Still, I definitely struggled with The Umbrella Academy. Vanya was the source of much of my frustration, despite the fact that I like Ellen Page just fine in the role. It just takes so long for her storyline to progress in any interesting way, and even when it does, like, it’s still pretty obvious how it’s going to go. Of course she’s going to develop powers, and of course those powers are going to cause the apocalypse. Her annoying love interest/bad guy only makes things worse for me. He isn’t charming or likable enough to buy into Vanya’s insta love for him; I do not care that he’s supposedly the only person who’s ever paid her attention. (Maybe because I just don’t quite buy that, either? That bit irks me for reasons I’m having trouble articulating.) I was so grateful when she finally killed him, but still, that took how many episodes? Meanwhile, Vanya’s snap to the dark side somehow manages to feel rushed, like Luther locking her up was obviously a bad call, but she had just slit her sister’s throat, so, it didn’t seem entirely unreasonable? More importantly, it felt like she was imprisoned for all of twenty minutes before she suddenly went all Possess-Y Blue Eyes, and I just never bought that transition. It’s not the only storyline where the pacing bothers me (even Cha-Cha and Hazel, who I generally enjoy, seem to fizzle in the back half of the season), but it’s easily the one that bores me the most.

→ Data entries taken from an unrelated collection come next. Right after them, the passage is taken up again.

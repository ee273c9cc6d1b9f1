use super::write_atomic;
use crate::domain::ml::normalizer::ScalerParams;
use anyhow::{Context, Result};
use std::fs;
use std::path::{Path, PathBuf};
use tracing::info;

pub const SCALER_FILE: &str = "min_max_data.json";

/// JSON persistence of per-column scaling parameters.
pub struct ScalerStore {
    file_path: PathBuf,
}

impl ScalerStore {
    pub fn new(file_path: impl Into<PathBuf>) -> Self {
        Self {
            file_path: file_path.into(),
        }
    }

    /// `<data_dir>/<SYMBOL>/min_max_data.json`
    pub fn for_symbol(data_dir: impl AsRef<Path>, symbol: &str) -> Self {
        Self::new(data_dir.as_ref().join(symbol).join(SCALER_FILE))
    }

    pub fn path(&self) -> &Path {
        &self.file_path
    }

    /// `None` when nothing has been saved yet.
    pub fn load(&self) -> Result<Option<ScalerParams>> {
        if !self.file_path.exists() {
            return Ok(None);
        }

        let content = fs::read_to_string(&self.file_path)
            .with_context(|| format!("Failed to read scaler file {:?}", self.file_path))?;
        let params: ScalerParams =
            serde_json::from_str(&content).context("Failed to parse scaler JSON")?;

        info!(
            "Loaded {} scaler entries from {:?}",
            params.len(),
            self.file_path
        );
        Ok(Some(params))
    }

    /// Merges `params` into the stored file, keeping other columns.
    pub fn save(&self, params: &ScalerParams) -> Result<ScalerParams> {
        let mut merged = self.load()?.unwrap_or_default();
        merged.merge(params);

        let content =
            serde_json::to_string_pretty(&merged).context("Failed to serialize scaler params")?;
        write_atomic(&self.file_path, &content)?;

        info!(
            "Saved {} scaler entries to {:?}",
            merged.len(),
            self.file_path
        );
        Ok(merged)
    }
}

#[cfg(test)]
mod tests {
    use super::*;
    use crate::domain::ml::normalizer::ColumnScale;
    use crate::infrastructure::persistence::test_support::temp_dir;

    #[test]
    fn test_round_trip_is_bitwise() {
        let dir = temp_dir("scaler");
        let store = ScalerStore::for_symbol(&dir, "AAPL");
        let mut params = ScalerParams::new();
        params.insert(
            "Close",
            ColumnScale {
                min: 0.1 + 0.2,
                range: 1.0 / 3.0,
            },
        );

        assert!(store.load().unwrap().is_none());
        store.save(&params).unwrap();
        let loaded = store.load().unwrap().unwrap();

        let a = params.get("Close").unwrap();
        let b = loaded.get("Close").unwrap();
        assert_eq!(a.min.to_bits(), b.min.to_bits());
        assert_eq!(a.range.to_bits(), b.range.to_bits());

        std::fs::remove_dir_all(dir).ok();
    }

    #[test]
    fn test_save_merges_with_existing_columns() {
        let dir = temp_dir("scaler-merge");
        let store = ScalerStore::for_symbol(&dir, "AAPL");

        let mut first = ScalerParams::new();
        first.insert("Close", ColumnScale::new(10.0, 10.0));
        first.insert("RSI", ColumnScale::new(0.0, 100.0));
        store.save(&first).unwrap();

        let mut second = ScalerParams::new();
        second.insert("Close", ColumnScale::new(20.0, 5.0));
        second.mark_passthrough("Above Bollinger");
        store.save(&second).unwrap();

        let loaded = store.load().unwrap().unwrap();
        assert_eq!(loaded.get("Close").unwrap().min, 20.0);
        assert_eq!(loaded.get("RSI").unwrap().range, 100.0);
        assert!(loaded.is_passthrough("Above Bollinger"));

        std::fs::remove_dir_all(dir).ok();
    }

    #[test]
    fn test_loads_legacy_diff_key() {
        let dir = temp_dir("scaler-legacy");
        let store = ScalerStore::for_symbol(&dir, "AAPL");
        std::fs::create_dir_all(store.path().parent().unwrap()).unwrap();
        std::fs::write(store.path(), r#"{"Close": {"min": 10.0, "diff": 10.0}}"#).unwrap();

        let loaded = store.load().unwrap().unwrap();
        assert_eq!(loaded.get("Close").unwrap().range, 10.0);

        std::fs::remove_dir_all(dir).ok();
    }
}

Also, I can’t get past the feeling that The Umbrella Academy is just trying WAY too hard to be, like, So Different, So Weird, So Buzzworthy. Which, it really doesn’t need to do. When your story includes a talking chimpanzee butler, you don’t have to try that hard. And yet so many of the music choices and fight scenes just feel like they’re screaming for attention. Some of them I genuinely enjoyed, but others kept throwing me out of the story.

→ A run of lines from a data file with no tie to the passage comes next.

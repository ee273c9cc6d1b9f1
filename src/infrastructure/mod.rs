pub mod alpaca;
pub mod core;
pub mod earnings_calendar;
pub mod mock;
pub mod persistence;

pub use alpaca::AlpacaDailyBarService;
pub use earnings_calendar::{JsonEarningsCalendar, StaticEarningsCalendar};
pub use mock::MockMarketDataService;
pub use persistence::{ScalerStore, SnapshotStore};
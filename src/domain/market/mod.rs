// Raw market data and calendars
pub mod earnings;
pub mod series;
pub mod trading_day;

I don’t regret watching the show at all, but I’m also pretty relieved to have a break from it, too. I’ll probably check out the second season–assuming it gets renewed–but I suspect I won’t be counting the seconds till its return, either.

Russian Doll

Warning Natasha Lyonne GIF by NETFLIX - Find & Share on GIPHY

Amazon, Netflix, Hulu, or Other: Netflix
Seasons: 1
Adapted Material: Nope
Spoilers: Some. Nothing the trailer doesn’t tell you, but I’d still recommend skipping the first paragraph if you haven’t seen the show yet.

I’m a huge sucker for a time loop–particularly in television–so obviously, I had to watch this show where Nadia (Natasha Lyonne) keeps dying over and over on her 36th birthday. For the most part, I really enjoyed Russian Doll. The first couple of episodes didn’t fully grab me, but I quickly got on board once Alan came into the picture. The dynamic between him and Nadia really interested me, and of course, adding a second person to a time loop is just goddamn cool.

The further you get into Russian Doll, the more it starts punching you in the face with emotions, rather than just a string of wacky death sequences. To be clear, I absolutely do not object to wacky death sequences at all. Still, I feel like the show doesn’t fully come together until you really get the Feels in the second half. It wasn’t a big problem for me, though: each episode is about half an hour, I think, and there are, what, eight episodes total? So, not a big time commitment. That’s a glorious goddamn feeling.

Both Natasha Lyonne and Charlie Barnett are fantastic in this, and the ending of the show is perfectly, beautifully bittersweet. I know there’s already been talk about making more seasons (as an anthology show, maybe) but personally, I kind of hope they just keep this as a one-and-done. Even without answering everything, it already feels very complete.

Shadowhunters

Amazon, Netflix, Hulu, or Other: Hulu (by way of Freeform)
Seasons: 3. Well, 2 and 1/2. 3B airs in just a few days.
Adapted Material: Yes, Christ, yes. There are so many books and companion books it’s hard to keep track. Also, a 2013 film I never saw.
Have I Read It: Nope. Some interest in The Magnus Bane Chronicles, though.
Spoilers: Some, yes. Nothing that should ruin the show for you.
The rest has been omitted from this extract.